Data items:
== Segment start ==

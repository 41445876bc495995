use super::error::ConfigError;
use super::stylesheet::Stylesheet;
use super::viewport::Viewport;

/// Options for [`extract_critical()`](crate::extract_critical).
///
/// All fields are optional; unset dimensions fall back to the
/// [`Viewport`] defaults.
///
/// # Example
///
/// ```
/// use abovefold::ExtractOptions;
///
/// let options = ExtractOptions::new()
///     .width(900)
///     .height(1000)
///     .force_include([".collapsible"]);
/// ```
#[derive(Debug, Clone, Default)]
pub struct ExtractOptions {
    width: Option<u32>,
    height: Option<u32>,
    force_include: Vec<String>,
    rules: Option<Stylesheet>,
    filename: Option<String>,
}

impl ExtractOptions {
    #[must_use]
    pub fn new() -> Self {
        Self::default()
    }

    /// Viewport width in pixels.
    #[must_use]
    pub fn width(mut self, width: u32) -> Self {
        self.width = Some(width);
        self
    }

    /// Fold height in pixels.
    #[must_use]
    pub fn height(mut self, height: u32) -> Self {
        self.height = Some(height);
        self
    }

    /// Selectors kept in the output regardless of visibility.
    #[must_use]
    pub fn force_include<I, S>(mut self, selectors: I) -> Self
    where
        I: IntoIterator<Item = S>,
        S: Into<String>,
    {
        self.force_include
            .extend(selectors.into_iter().map(Into::into));
        self
    }

    /// Pre-supplied rule tree; bypasses fetching and parsing the page's
    /// stylesheet.
    #[must_use]
    pub fn rules(mut self, rules: Stylesheet) -> Self {
        self.rules = Some(rules);
        self
    }

    /// Which stylesheet to target when the page references several.
    #[must_use]
    pub fn filename(mut self, filename: impl Into<String>) -> Self {
        self.filename = Some(filename.into());
        self
    }

    /// The effective viewport after applying defaults.
    #[must_use]
    pub fn viewport(&self) -> Viewport {
        let defaults = Viewport::default();
        Viewport {
            width: self.width.unwrap_or(defaults.width),
            height: self.height.unwrap_or(defaults.height),
        }
    }

    pub(crate) fn force_include_selectors(&self) -> &[String] {
        &self.force_include
    }

    pub(crate) fn supplied_rules(&self) -> Option<&Stylesheet> {
        self.rules.as_ref()
    }

    pub(crate) fn target_filename(&self) -> Option<&str> {
        self.filename.as_deref()
    }

    /// Validate the options. Runs before any rendering or oracle work.
    ///
    /// # Errors
    ///
    /// Returns [`ConfigError`] for a zero viewport dimension or an empty
    /// force-include selector.
    pub fn validate(&self) -> Result<(), ConfigError> {
        let viewport = self.viewport();
        if viewport.width == 0 {
            return Err(ConfigError::ZeroWidth);
        }
        if viewport.height == 0 {
            return Err(ConfigError::ZeroHeight);
        }
        for (index, selector) in self.force_include.iter().enumerate() {
            if selector.trim().is_empty() {
                return Err(ConfigError::EmptyForceInclude { index });
            }
        }
        Ok(())
    }
}
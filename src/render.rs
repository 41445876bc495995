use crate::types::RuleNode;

/// Serialize a rule tree to normalized CSS text.
///
/// Pure function of the tree: no oracle calls, no further filtering, and
/// byte-identical output for identical input. Top-level nodes are joined
/// with `\n` in tree order with no trailing newline.
pub(crate) fn render(nodes: &[RuleNode]) -> String {
    let mut out = String::new();
    for (i, node) in nodes.iter().enumerate() {
        if i > 0 {
            out.push('\n');
        }
        render_node(node, &mut out);
    }
    out
}

fn render_node(node: &RuleNode, out: &mut String) {
    match node {
        RuleNode::Style {
            selector,
            declarations,
        } => {
            out.push_str(&collapse_ws(selector));
            let body = collapse_ws(declarations);
            if body.is_empty() {
                out.push_str("{ }");
            } else {
                out.push_str("{ ");
                out.push_str(&body);
                out.push_str(" }");
            }
        }
        RuleNode::Media {
            condition,
            children,
        } => {
            out.push_str("@media ");
            out.push_str(&collapse_ws(condition));
            out.push_str("{\n");
            for (i, child) in children.iter().enumerate() {
                if i > 0 {
                    out.push('\n');
                }
                render_node(child, out);
            }
            out.push_str("\n}");
        }
    }
}

/// Collapse whitespace runs to single spaces and trim the ends, so source
/// newline-style differences never reach the output.
pub(crate) fn collapse_ws(s: &str) -> String {
    let mut out = String::with_capacity(s.len());
    let mut in_ws = false;
    for ch in s.chars() {
        if ch.is_whitespace() {
            if !in_ws {
                out.push(' ');
                in_ws = true;
            }
        } else {
            in_ws = false;
            out.push(ch);
        }
    }
    out.trim().to_owned()
}
use log::trace;

use crate::types::{FilterContext, FilterError, RuleNode};

/// Single depth-first pass over the rule tree.
///
/// A style rule survives when its selector is force-included (checked first,
/// no oracle call) or when the oracle reports it visible under the context's
/// viewport. A media group survives iff at least one of its recursively
/// filtered children survives; the group's condition is never evaluated.
/// Sibling order is preserved and no node is visited twice.
pub(crate) fn filter(
    nodes: &[RuleNode],
    ctx: &FilterContext<'_>,
) -> Result<Vec<RuleNode>, FilterError> {
    let mut kept = Vec::new();

    for (index, node) in nodes.iter().enumerate() {
        match node {
            RuleNode::Style {
                selector,
                declarations,
            } => {
                if selector.trim().is_empty() {
                    return Err(FilterError::EmptySelector { index });
                }
                if is_critical(selector, ctx)? {
                    kept.push(RuleNode::Style {
                        selector: selector.clone(),
                        declarations: declarations.clone(),
                    });
                }
            }
            RuleNode::Media {
                condition,
                children,
            } => {
                let children = filter(children, ctx)?;
                if children.is_empty() {
                    trace!("dropping empty @media {condition}");
                } else {
                    kept.push(RuleNode::Media {
                        condition: condition.clone(),
                        children,
                    });
                }
            }
        }
    }

    Ok(kept)
}

fn is_critical(selector: &str, ctx: &FilterContext<'_>) -> Result<bool, FilterError> {
    if ctx.is_forced(selector) {
        trace!("'{selector}': force-included");
        return Ok(true);
    }
    let matched = ctx.oracle().selector_matches(selector, ctx.viewport())?;
    trace!(
        "'{selector}': {} within {}",
        if matched { "visible" } else { "not visible" },
        ctx.viewport(),
    );
    Ok(matched)
}
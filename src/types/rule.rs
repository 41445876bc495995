/// A single node in a parsed rule tree.
///
/// Nodes are produced by parsing CSS source with
/// [`Stylesheet::from_source()`](super::Stylesheet::from_source) or built
/// directly when the caller already holds a rule tree. Ordering between
/// sibling nodes is cascade order and is preserved through filtering and
/// serialization.
#[derive(Debug, Clone, PartialEq, Eq)]
pub enum RuleNode {
    /// A style rule: selector text plus the raw declaration text between the
    /// braces. A comma-separated selector list is one matchable unit.
    Style {
        selector: String,
        declarations: String,
    },

    /// An `@media` block wrapping nested rules. `condition` holds the raw
    /// condition text, e.g. `(min-width: 1100px)`.
    Media {
        condition: String,
        children: Vec<RuleNode>,
    },
}

impl RuleNode {
    /// Build a style rule node.
    pub fn style(selector: impl Into<String>, declarations: impl Into<String>) -> Self {
        RuleNode::Style {
            selector: selector.into(),
            declarations: declarations.into(),
        }
    }

    /// Build a media group node.
    pub fn media(condition: impl Into<String>, children: Vec<RuleNode>) -> Self {
        RuleNode::Media {
            condition: condition.into(),
            children,
        }
    }

    /// The selector of a style rule, or `None` for a media group.
    #[must_use]
    pub fn selector(&self) -> Option<&str> {
        match self {
            RuleNode::Style { selector, .. } => Some(selector),
            RuleNode::Media { .. } => None,
        }
    }
}

#[cfg(test)]
mod tests {
    use super::*;

    #[test]
    fn style_constructor() {
        let node = RuleNode::style("h1", "font-size: 2em;");
        assert_eq!(node.selector(), Some("h1"));
    }

    #[test]
    fn media_has_no_selector() {
        let node = RuleNode::media("(min-width: 1100px)", vec![]);
        assert_eq!(node.selector(), None);
    }
}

== Segment end ==

(What is expected)
Above are the lines; repeat exactly the ones from the line containing "pub fn validate(&self)" down to the line containing "if viewport.height == 0", both inclusive.

(Result for this exercise)
    pub fn validate(&self) -> Result<(), ConfigError> {
        let viewport = self.viewport();
        if viewport.width == 0 {
            return Err(ConfigError::ZeroWidth);
        }
        if viewport.height == 0 {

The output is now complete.